Stored data:
☆ ☆ ☆
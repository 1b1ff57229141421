// SPDX-License-Identifier: Apache-2.0 OR MIT
// Copyright (c) 2025-2026 naskel.com

//! Typed event frames.

/// Size of the encoded type tag.
pub const TAG_SIZE: usize = 8;

/// An event: a numeric type tag plus an opaque payload.
///
/// On the wire an event is two frames of one message: the tag as 8
/// little-endian bytes, then the payload.
#[derive(Debug, Clone, PartialEq, Eq, Default)]
pub struct Event {
    pub event_type: u64,
    pub payload: Vec<u8>,
}

impl Event {
    pub fn new(event_type: u64, payload: impl Into<Vec<u8>>) -> Self {
        Self {
            event_type,
            payload: payload.into(),
        }
    }

    /// Encoded tag frame.
    pub fn tag(&self) -> [u8; TAG_SIZE] {
        encode_tag(self.event_type)
    }

    /// Rebuild an event from a received (tag, payload) frame pair.
    pub fn from_frames(tag: &[u8], payload: &[u8]) -> Option<Self> {
        Some(Self {
            event_type: decode_tag(tag)?,
            payload: payload.to_vec(),
        })
    }
}

pub fn encode_tag(event_type: u64) -> [u8; TAG_SIZE] {
    event_type.to_le_bytes()
}

/// Decode a tag frame. `None` unless exactly 8 bytes.
pub fn decode_tag(frame: &[u8]) -> Option<u64> {
    let bytes: [u8; TAG_SIZE] = frame.try_into().ok()?;
    Some(u64::from_le_bytes(bytes))
}

#[cfg(test)]
mod tests {
    use super::*;

    #[test]
    fn test_tag_is_little_endian() {
        assert_eq!(encode_tag(42), [42, 0, 0, 0, 0, 0, 0, 0]);
        assert_eq!(encode_tag(0x0102), [2, 1, 0, 0, 0, 0, 0, 0]);
    }

    #[test]
    fn test_decode_tag_length() {
        assert_eq!(decode_tag(&encode_tag(u64::MAX)), Some(u64::MAX));
        assert_eq!(decode_tag(&[1, 2, 3]), None);
        assert_eq!(decode_tag(&[0; 9]), None);
    }

    #[test]
    fn test_from_frames() {
        let event = Event::new(7, b"hi".to_vec());
        let back = Event::from_frames(&event.tag(), &event.payload).unwrap();
        assert_eq!(back, event);
    }
}
// SPDX-License-Identifier: Apache-2.0 OR MIT
// Copyright (c) 2025-2026 naskel.com

//! TCP transport for publish sockets.
//!
//! # Architecture
//!
//! ```text
//! +-------------------------------------------------------------+
//! |                      TcpTransport                            |
//! |                                                              |
//! |  TcpPubSocket --+                                            |
//! |  TcpPubSocket --+--> command channel + Waker                 |
//! |                              |                               |
//! |  +---------------------------v---------------------------+  |
//! |  |                     IoThread                           |  |
//! |  |  - mio::Poll event loop                               |  |
//! |  |  - one listener per bound socket                      |  |
//! |  |  - per-subscriber send queues                         |  |
//! |  +-------------------------------------------------------+  |
//! +-------------------------------------------------------------+
//! ```
//!
//! A socket assembles a multi-part message locally and hands the encoded
//! message to the I/O thread in one command, so subscribers see whole
//! messages only. Sending never waits for subscribers; with none connected
//! the message is dropped.
//!
//! # Wire Format
//!
//! See [`frame_codec`]. The framing is specific to this crate and not
//! interoperable with other messaging libraries.
//!
//! # Example
//!
//! ```no_run
//! use herald::address::TransportAddress;
//! use herald::transport::{PubSocket, SendFlags, TcpConfig, TcpTransport, Transport};
//!
//! let mut transport = TcpTransport::new(TcpConfig::default())?;
//! let mut socket = transport.pub_socket()?;
//! socket.bind(&TransportAddress::tcp("*", 0))?;
//! socket.send(&1u64.to_le_bytes(), SendFlags::MORE)?;
//! socket.send(b"hello", SendFlags::NONE)?;
//! # Ok::<(), herald::TransportError>(())
//! ```

pub mod config;
pub mod frame_codec;
mod io_thread;
pub mod socket;
pub mod stats;

pub use config::TcpConfig;
pub use frame_codec::{FrameCodec, DEFAULT_MAX_MESSAGE_SIZE, FLAG_MORE, FRAME_HEADER_SIZE};
pub use socket::{TcpPubSocket, TcpTransport};
pub use stats::{SocketStats, SocketStatsSnapshot};
// SPDX-License-Identifier: Apache-2.0 OR MIT
// Copyright (c) 2025-2026 naskel.com

//! Endpoint URIs.
//!
//! An endpoint is requested as `scheme://host:port`:
//!
//! - `scheme` names the service type and becomes the discovery service name
//!   `_<scheme>._tcp`
//! - `host` is a name or IP literal; `*` or an empty host binds all interfaces
//! - `port` 0 (or a missing port) lets the system choose an ephemeral port
//!
//! IPv6 literals are written in brackets: `app://[::1]:5555`.

use std::fmt;
use std::str::FromStr;
use thiserror::Error;

use crate::address::TransportAddress;

/// Host marker meaning "bind all interfaces".
pub const WILDCARD_HOST: &str = "*";

/// URI parse errors.
#[derive(Debug, Clone, PartialEq, Eq, Error)]
pub enum UriError {
    #[error("missing scheme in endpoint uri '{0}'")]
    MissingScheme(String),

    #[error("invalid scheme '{0}'")]
    InvalidScheme(String),

    #[error("invalid host in endpoint uri '{0}'")]
    InvalidHost(String),

    #[error("invalid port '{0}'")]
    InvalidPort(String),
}

/// Requested endpoint coordinates. Immutable once built.
#[derive(Debug, Clone, PartialEq, Eq, Hash)]
pub struct EndpointUri {
    scheme: String,
    host: String,
    port: u16,
}

impl EndpointUri {
    /// Build a URI from its parts.
    pub fn new(
        scheme: impl Into<String>,
        host: impl Into<String>,
        port: u16,
    ) -> Result<Self, UriError> {
        let scheme = scheme.into();
        validate_scheme(&scheme)?;
        let host = host.into();
        if host.contains('/') || host.chars().any(char::is_whitespace) {
            return Err(UriError::InvalidHost(host));
        }
        Ok(Self { scheme, host, port })
    }

    /// Wildcard host and ephemeral port for `scheme`.
    pub fn any(scheme: impl Into<String>) -> Result<Self, UriError> {
        Self::new(scheme, WILDCARD_HOST, 0)
    }

    pub fn scheme(&self) -> &str {
        &self.scheme
    }

    /// Host exactly as requested (may be `*` or empty).
    pub fn host(&self) -> &str {
        &self.host
    }

    pub fn port(&self) -> u16 {
        self.port
    }

    /// True if the host asks for all interfaces.
    pub fn is_wildcard_host(&self) -> bool {
        self.host.is_empty() || self.host == WILDCARD_HOST
    }

    /// Host for resolution purposes: empty when the wildcard was requested.
    pub fn requested_host(&self) -> &str {
        if self.is_wildcard_host() {
            ""
        } else {
            &self.host
        }
    }

    /// Discovery service name for this scheme, e.g. `_app._tcp`.
    pub fn service_name(&self) -> String {
        format!("_{}._tcp", self.scheme)
    }

    /// Transport address the publish socket binds to.
    pub fn transport_address(&self) -> TransportAddress {
        let host = if self.is_wildcard_host() {
            WILDCARD_HOST
        } else {
            &self.host
        };
        TransportAddress::tcp(host, self.port)
    }
}

fn validate_scheme(scheme: &str) -> Result<(), UriError> {
    let mut chars = scheme.chars();
    let valid = match chars.next() {
        Some(first) if first.is_ascii_alphabetic() => {
            chars.all(|c| c.is_ascii_alphanumeric() || matches!(c, '+' | '-' | '.'))
        }
        _ => false,
    };
    if valid {
        Ok(())
    } else {
        Err(UriError::InvalidScheme(scheme.to_string()))
    }
}

/// Split `host[:port]` / `[v6][:port]` into host and port (0 if absent).
pub(crate) fn split_authority(authority: &str) -> Result<(&str, u16), UriError> {
    let invalid_host = || UriError::InvalidHost(authority.to_string());

    let (host, port) = if let Some(rest) = authority.strip_prefix('[') {
        let (host, after) = rest.split_once(']').ok_or_else(invalid_host)?;
        match after {
            "" => (host, None),
            _ => (host, Some(after.strip_prefix(':').ok_or_else(invalid_host)?)),
        }
    } else {
        match authority.rsplit_once(':') {
            // An unbracketed host may not contain ':' itself.
            Some((host, _)) if host.contains(':') => return Err(invalid_host()),
            Some((host, port)) => (host, Some(port)),
            None => (authority, None),
        }
    };

    let port = match port {
        None | Some("") => 0,
        Some(p) => p.parse().map_err(|_| UriError::InvalidPort(p.to_string()))?,
    };
    Ok((host, port))
}

impl FromStr for EndpointUri {
    type Err = UriError;

    fn from_str(s: &str) -> Result<Self, Self::Err> {
        let (scheme, rest) = s
            .split_once("://")
            .ok_or_else(|| UriError::MissingScheme(s.to_string()))?;

        // Anything after the authority is ignored.
        let authority = rest.split('/').next().unwrap_or_default();

        let (host, port) = split_authority(authority)?;

        Self::new(scheme, host, port)
    }
}

impl fmt::Display for EndpointUri {
    fn fmt(&self, f: &mut fmt::Formatter<'_>) -> fmt::Result {
        if self.host.contains(':') {
            write!(f, "{}://[{}]:{}", self.scheme, self.host, self.port)
        } else {
            write!(f, "{}://{}:{}", self.scheme, self.host, self.port)
        }
    }
}

#[cfg(test)]
mod tests {
    use super::*;

    #[test]
    fn test_parse_wildcard() {
        let uri: EndpointUri = "app://*:0".parse().unwrap();
        assert_eq!(uri.scheme(), "app");
        assert!(uri.is_wildcard_host());
        assert_eq!(uri.requested_host(), "");
        assert_eq!(uri.port(), 0);
        assert_eq!(uri.service_name(), "_app._tcp");
    }

    #[test]
    fn test_parse_missing_port_and_path() {
        let uri: EndpointUri = "hbp://render-node/events".parse().unwrap();
        assert_eq!(uri.host(), "render-node");
        assert_eq!(uri.port(), 0);
    }

    #[test]
    fn test_parse_ipv6() {
        let uri: EndpointUri = "app://[::1]:7000".parse().unwrap();
        assert_eq!(uri.host(), "::1");
        assert_eq!(uri.port(), 7000);
        assert_eq!(uri.to_string(), "app://[::1]:7000");
        assert_eq!(uri.transport_address().to_string(), "tcp://[::1]:7000");
    }

    #[test]
    fn test_parse_errors() {
        assert!(matches!(
            "localhost:80".parse::<EndpointUri>(),
            Err(UriError::MissingScheme(_))
        ));
        assert!(matches!(
            "app://host:99999".parse::<EndpointUri>(),
            Err(UriError::InvalidPort(_))
        ));
        assert!(matches!(
            "1app://host:1".parse::<EndpointUri>(),
            Err(UriError::InvalidScheme(_))
        ));
        assert!(matches!(
            "app://::1:80".parse::<EndpointUri>(),
            Err(UriError::InvalidHost(_))
        ));
    }

    #[test]
    fn test_wildcard_transport_address() {
        let uri = EndpointUri::new("app", "", 0).unwrap();
        assert_eq!(uri.transport_address().to_string(), "tcp://*:0");

        let uri = EndpointUri::new("app", "10.0.0.5", 4000).unwrap();
        assert_eq!(uri.transport_address().to_string(), "tcp://10.0.0.5:4000");
    }
}
// SPDX-License-Identifier: Apache-2.0 OR MIT
// Copyright (c) 2025-2026 naskel.com

//! In-process discovery registry.
//!
//! Announcements are stored as complete snapshots under a write lock, and
//! [`MemoryRegistry::browse`] reads under the matching read lock, so a
//! browser sees either the old record, the new one or nothing.

use std::collections::{BTreeMap, HashMap};
use std::sync::Arc;

use parking_lot::RwLock;

use crate::error::DiscoveryError;

use super::{Discovery, DiscoveryProvider, DiscoveryRecord};

/// A live announcement as seen by browsers.
#[derive(Debug, Clone, PartialEq, Eq)]
pub struct Announcement {
    pub service: String,
    pub instance: String,
    pub port: u16,
    pub properties: BTreeMap<String, String>,
}

/// Registry change, oldest first in [`MemoryRegistry::history`].
#[derive(Debug, Clone, PartialEq, Eq)]
pub enum RegistryEvent {
    Announced(Announcement),
    Withdrawn { service: String, instance: String },
    /// The owner released the registry through [`DiscoveryProvider::shutdown`].
    Shutdown,
}

#[derive(Default)]
struct RegistryState {
    /// (service, instance) -> announcement
    live: HashMap<(String, String), Announcement>,
    history: Vec<RegistryEvent>,
    fail_announcements: bool,
}

/// Shared in-process registry. Clones refer to the same registry.
#[derive(Clone, Default)]
pub struct MemoryRegistry {
    inner: Arc<RwLock<RegistryState>>,
}

impl MemoryRegistry {
    pub fn new() -> Self {
        Self::default()
    }

    /// Live announcements for `service`, ordered by instance name.
    pub fn browse(&self, service: &str) -> Vec<Announcement> {
        let state = self.inner.read();
        let mut found: Vec<Announcement> = state
            .live
            .values()
            .filter(|a| a.service == service)
            .cloned()
            .collect();
        found.sort_by(|a, b| a.instance.cmp(&b.instance));
        found
    }

    /// Number of times `service` has been announced.
    pub fn announcement_count(&self, service: &str) -> usize {
        self.inner
            .read()
            .history
            .iter()
            .filter(|e| matches!(e, RegistryEvent::Announced(a) if a.service == service))
            .count()
    }

    pub fn history(&self) -> Vec<RegistryEvent> {
        self.inner.read().history.clone()
    }

    /// Make every following announce fail.
    pub fn set_fail_announcements(&self, fail: bool) {
        self.inner.write().fail_announcements = fail;
    }
}

impl DiscoveryProvider for MemoryRegistry {
    fn service(&self, service: &str) -> Result<Box<dyn Discovery>, DiscoveryError> {
        Ok(Box::new(MemoryDiscovery {
            registry: self.clone(),
            record: DiscoveryRecord::new(service),
            live_instance: None,
        }))
    }

    fn shutdown(&self) -> Result<(), DiscoveryError> {
        self.inner.write().history.push(RegistryEvent::Shutdown);
        Ok(())
    }
}

/// Record handle created by [`MemoryRegistry`].
pub struct MemoryDiscovery {
    registry: MemoryRegistry,
    record: DiscoveryRecord,
    live_instance: Option<String>,
}

impl Discovery for MemoryDiscovery {
    fn record(&self) -> &DiscoveryRecord {
        &self.record
    }

    fn set(&mut self, key: &str, value: &str) {
        self.record.set(key, value);
    }

    fn announce(&mut self, port: u16, instance: &str) -> Result<(), DiscoveryError> {
        if instance.is_empty() {
            return Err(DiscoveryError::InvalidRecord(
                "instance name is empty".to_string(),
            ));
        }

        let mut state = self.registry.inner.write();
        if state.fail_announcements {
            return Err(DiscoveryError::Registration(format!(
                "registry refused {}",
                self.record.service()
            )));
        }

        if let Some(previous) = self.live_instance.take() {
            state
                .live
                .remove(&(self.record.service().to_string(), previous));
        }

        let announcement = Announcement {
            service: self.record.service().to_string(),
            instance: instance.to_string(),
            port,
            properties: self.record.properties().clone(),
        };
        state.live.insert(
            (announcement.service.clone(), announcement.instance.clone()),
            announcement.clone(),
        );
        state.history.push(RegistryEvent::Announced(announcement));
        self.live_instance = Some(instance.to_string());
        Ok(())
    }

    fn withdraw(&mut self) -> Result<(), DiscoveryError> {
        let Some(instance) = self.live_instance.take() else {
            return Ok(());
        };
        let service = self.record.service().to_string();
        let mut state = self.registry.inner.write();
        state.live.remove(&(service.clone(), instance.clone()));
        state
            .history
            .push(RegistryEvent::Withdrawn { service, instance });
        Ok(())
    }

    fn is_announced(&self) -> bool {
        self.live_instance.is_some()
    }
}

impl Drop for MemoryDiscovery {
    fn drop(&mut self) {
        let _ = self.withdraw();
    }
}
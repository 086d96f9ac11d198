//! Per-endpoint link task: dial, serve, reconnect.

use std::sync::Arc;
use std::time::Instant;

use chrono::Utc;
use futures_util::{SinkExt, StreamExt};
use rand::Rng;
use serde_json::json;
use tokio::net::TcpStream;
use tokio::sync::{broadcast, mpsc};
use tokio_tungstenite::tungstenite::Message;
use tokio_tungstenite::{MaybeTlsStream, WebSocketStream, connect_async};
use tracing::{debug, info, warn};

use crate::config::{CoordinatorConfig, EndpointConfig};
use crate::conn::{ConnEvent, InboundEnvelope, LinkStatus};
use crate::store::{SharedStore, keys};

const RECONNECT_JITTER_MS: u64 = 500;

pub(super) struct ConnectionParams {
    pub endpoint: EndpointConfig,
    pub config: CoordinatorConfig,
    pub store: Arc<dyn SharedStore>,
    pub events: broadcast::Sender<ConnEvent>,
    pub inbound: mpsc::Sender<InboundEnvelope>,
    pub status: Arc<std::sync::Mutex<LinkStatus>>,
    pub outbound: mpsc::Receiver<Message>,
}

enum ServeEnd {
    /// The link dropped or went silent; reconnect.
    LinkLost,
    /// The manager went away; stop for good.
    Shutdown,
}

/// Dial-and-serve loop for one endpoint. Runs until the reconnect budget is
/// exhausted or the manager shuts down.
pub(super) async fn run(mut params: ConnectionParams) {
    let key = params.endpoint.key.clone();
    let mut attempts = 0u32;
    loop {
        match connect_async(params.endpoint.url.as_str()).await {
            Ok((ws, _)) => {
                attempts = 0;
                set_status(&params, LinkStatus::Connected, attempts).await;
                info!(connection = %key, url = %params.endpoint.url, "link established");
                let _ = params.events.send(ConnEvent::Connected {
                    connection: key.clone(),
                });

                let end = serve(ws, &mut params).await;

                let _ = params.events.send(ConnEvent::Disconnected {
                    connection: key.clone(),
                });
                if matches!(end, ServeEnd::Shutdown) {
                    set_status(&params, LinkStatus::Closed, attempts).await;
                    return;
                }
                info!(connection = %key, "link lost");
            }
            Err(err) => {
                warn!(connection = %key, error = %err, "connect failed");
            }
        }

        attempts += 1;
        if attempts >= params.config.max_reconnect_attempts {
            warn!(connection = %key, attempts, "reconnect budget exhausted, giving up");
            set_status(&params, LinkStatus::Closed, attempts).await;
            return;
        }
        set_status(&params, LinkStatus::Reconnecting, attempts).await;
        let jitter = rand::thread_rng().gen_range(0..RECONNECT_JITTER_MS);
        let delay = params.config.reconnect_delay + std::time::Duration::from_millis(jitter);
        debug!(connection = %key, attempts, delay_ms = delay.as_millis() as u64, "reconnecting");
        tokio::time::sleep(delay).await;
    }
}

async fn serve(
    ws: WebSocketStream<MaybeTlsStream<TcpStream>>,
    params: &mut ConnectionParams,
) -> ServeEnd {
    let key = params.endpoint.key.clone();
    let (mut sink, mut stream) = ws.split();
    let mut health = tokio::time::interval(params.config.health_check_interval);
    health.set_missed_tick_behavior(tokio::time::MissedTickBehavior::Delay);
    health.tick().await;
    let mut last_inbound = Instant::now();

    loop {
        tokio::select! {
            msg = stream.next() => {
                match msg {
                    Some(Ok(Message::Text(text))) => {
                        last_inbound = Instant::now();
                        match serde_json::from_str::<serde_json::Value>(text.as_str()) {
                            Ok(frame) => {
                                let envelope = InboundEnvelope {
                                    connection: key.clone(),
                                    frame,
                                };
                                if params.inbound.send(envelope).await.is_err() {
                                    return ServeEnd::Shutdown;
                                }
                            }
                            Err(err) => {
                                warn!(connection = %key, error = %err, "dropping non-JSON frame");
                            }
                        }
                    }
                    Some(Ok(Message::Ping(payload))) => {
                        last_inbound = Instant::now();
                        if sink.send(Message::Pong(payload)).await.is_err() {
                            return ServeEnd::LinkLost;
                        }
                    }
                    Some(Ok(Message::Pong(_))) => {
                        last_inbound = Instant::now();
                    }
                    Some(Ok(Message::Close(_))) | None => {
                        return ServeEnd::LinkLost;
                    }
                    Some(Ok(_)) => {}
                    Some(Err(err)) => {
                        warn!(connection = %key, error = %err, "read error");
                        return ServeEnd::LinkLost;
                    }
                }
            }
            out = params.outbound.recv() => {
                match out {
                    Some(message) => {
                        if let Err(err) = sink.send(message).await {
                            warn!(connection = %key, error = %err, "write error");
                            return ServeEnd::LinkLost;
                        }
                    }
                    None => {
                        let _ = sink.send(Message::Close(None)).await;
                        return ServeEnd::Shutdown;
                    }
                }
            }
            _ = health.tick() => {
                if last_inbound.elapsed() >= params.config.liveness_timeout {
                    warn!(
                        connection = %key,
                        silent_for_ms = last_inbound.elapsed().as_millis() as u64,
                        "liveness timeout, dropping link"
                    );
                    let _ = sink.send(Message::Close(None)).await;
                    return ServeEnd::LinkLost;
                }
            }
        }
    }
}

async fn set_status(params: &ConnectionParams, status: LinkStatus, attempts: u32) {
    {
        let mut current = params.status.lock().unwrap_or_else(|e| e.into_inner());
        *current = status;
    }
    let record = json!({
        "endpoint": params.endpoint.url,
        "status": status.as_str(),
        "reconnectAttempts": attempts,
        "updatedAt": Utc::now().timestamp_millis(),
    });
    if let Err(err) = params
        .store
        .set(&keys::connection(&params.endpoint.key), record)
        .await
    {
        debug!(connection = %params.endpoint.key, error = %err, "failed to record link status");
    }
}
☆ ☆ ☆
Reproduce every line of the entries above, unchanged, from the very first one down to and including the line containing "payload) frame pair.".

repository 1b1ff57229141421
// SPDX-License-Identifier: Apache-2.0 OR MIT
// Copyright (c) 2025-2026 naskel.com

//! Typed event frames.

/// Size of the encoded type tag.
pub const TAG_SIZE: usize = 8;

/// An event: a numeric type tag plus an opaque payload.
///
/// On the wire an event is two frames of one message: the tag as 8
/// little-endian bytes, then the payload.
#[derive(Debug, Clone, PartialEq, Eq, Default)]
pub struct Event {
    pub event_type: u64,
    pub payload: Vec<u8>,
}

impl Event {
    pub fn new(event_type: u64, payload: impl Into<Vec<u8>>) -> Self {
        Self {
            event_type,
            payload: payload.into(),
        }
    }

    /// Encoded tag frame.
    pub fn tag(&self) -> [u8; TAG_SIZE] {
        encode_tag(self.event_type)
    }

    /// Rebuild an event from a received (tag, payload) frame pair.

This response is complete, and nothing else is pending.